When I initially heard about the concept for Rail Wars, I assumed it would be a fun action packed adventure about coping with life’s alterations that can put a new spin on our supposed hopes and dreams. Unfortunately, I read too much into the plot and Rail Wars only danced around the potential enjoyable details that could have made it a stronger anime entirely. The overt crude humor is something you come to expect in anime when dealing with a specific genre, but it can almost be frustrating to viewers when they pretend to embrace other things that are merely a facade to mask their purpose – an easy fanbase to please. I am no prude, but there is just something too typical about this series to separate it as anything else.
In instance where anime series use a romantic and fanservice approach, the art seems to always be impressive which was no exception for Rail Wars.
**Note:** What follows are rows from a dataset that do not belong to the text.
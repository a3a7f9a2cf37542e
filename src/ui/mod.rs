//! ui
//!
//! User interaction utilities.
//!
//! # Modules
//!
//! - [`output`] - Output formatting and display

pub mod output;
//! core::types
//!
//! Strong types for core domain concepts.
//!
//! # Types
//!
//! - [`RepoRef`] - Validated `owner/repository` reference
//! - [`StageCommit`] - Revision deployed at a pipeline stage
//! - [`StagePair`] - The two stages a changelog is generated between
//!
//! # Validation
//!
//! [`RepoRef`] enforces validity at construction time. A malformed
//! repository reference cannot be represented.
//!
//! # Examples
//!
//! ```
//! use gen_aws_changelog::core::types::RepoRef;
//!
//! let repo = RepoRef::parse("acme/widgets").unwrap();
//! assert_eq!(repo.owner(), "acme");
//! assert_eq!(repo.repository(), "widgets");
//!
//! assert!(RepoRef::parse("acme").is_err());
//! assert!(RepoRef::parse("acme/widgets/extra").is_err());
//! ```

use std::fmt;
use std::str::FromStr;

use thiserror::Error;

/// Length of an abbreviated commit id.
pub const SHORT_SHA_LEN: usize = 7;

/// Errors from type validation.
#[derive(Debug, Error, PartialEq, Eq)]
pub enum RepoRefError {
    #[error("invalid repository format: {0}")]
    InvalidFormat(String),
}

/// A repository on the source-control host, as `owner/repository`.
#[derive(Debug, Clone, PartialEq, Eq, Hash)]
pub struct RepoRef {
    owner: String,
    repository: String,
}

impl RepoRef {
    /// Parse an `owner/repository` string.
    ///
    /// # Errors
    ///
    /// Returns `RepoRefError::InvalidFormat` unless the input splits on `/`
    /// into exactly two non-empty segments.
    pub fn parse(input: &str) -> Result<Self, RepoRefError> {
        let mut parts = input.split('/');
        match (parts.next(), parts.next(), parts.next()) {
            (Some(owner), Some(repository), None)
                if !owner.is_empty() && !repository.is_empty() =>
            {
                Ok(Self {
                    owner: owner.to_string(),
                    repository: repository.to_string(),
                })
            }
            _ => Err(RepoRefError::InvalidFormat(input.to_string())),
        }
    }

    /// Repository owner (user or organization).
    pub fn owner(&self) -> &str {
        &self.owner
    }

    /// Repository name.
    pub fn repository(&self) -> &str {
        &self.repository
    }
}

impl FromStr for RepoRef {
    type Err = RepoRefError;

    fn from_str(s: &str) -> Result<Self, Self::Err> {
        Self::parse(s)
    }
}

impl fmt::Display for RepoRef {
    fn fmt(&self, f: &mut fmt::Formatter<'_>) -> fmt::Result {
        write!(f, "{}/{}", self.owner, self.repository)
    }
}

/// Abbreviate a commit id to [`SHORT_SHA_LEN`] characters.
///
/// Ids shorter than that are returned whole.
pub fn short_sha(sha: &str) -> &str {
    match sha.char_indices().nth(SHORT_SHA_LEN) {
        Some((idx, _)) => &sha[..idx],
        None => sha,
    }
}

/// The source revision deployed by the latest execution of a stage.
#[derive(Debug, Clone, PartialEq, Eq)]
pub struct StageCommit {
    pub stage_name: String,
    pub pipeline_execution_id: String,
    pub revision_id: Option<String>,
    pub revision_summary: Option<String>,
    pub revision_url: Option<String>,
}

impl StageCommit {
    /// Stage name without the conventional `Deploy` marker.
    ///
    /// `DeployProduction` becomes `Production`.
    pub fn display_name(&self) -> String {
        self.stage_name.replacen("Deploy", "", 1)
    }
}

/// Lookup result for the two stages of a changelog run.
#[derive(Debug, Clone, PartialEq, Eq)]
pub struct StagePair {
    pub from_stage: StageCommit,
    pub to_stage: StageCommit,
}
I really didn’t have any major complaints about the appearances they created (other than enlarged attributes of course) and the characters were all impressive from a basis of purely visual appreciation. Aoi and Sho were probably my favorite examples of animation in Rail Wars (Sho succeeded in every category.) The Japanese voice cast is what can be expected from this type of series, but I can’t say it was a memorable for bad or good reasons – more of a level production. Rail Wars didn’t provide me with what I had hoped it would, but at least there are some things that can be a positive takeaway from the 12 episode anime series (I’m looking at you Sho!)
Overall Score: 6.5/10
Aedan’s Final Thoughts:
- Fairly strong overall animation!
- Not a series that transcends any cliches
- Sho is the only part of the anime that I enjoyed consistently, but he was a secondary character.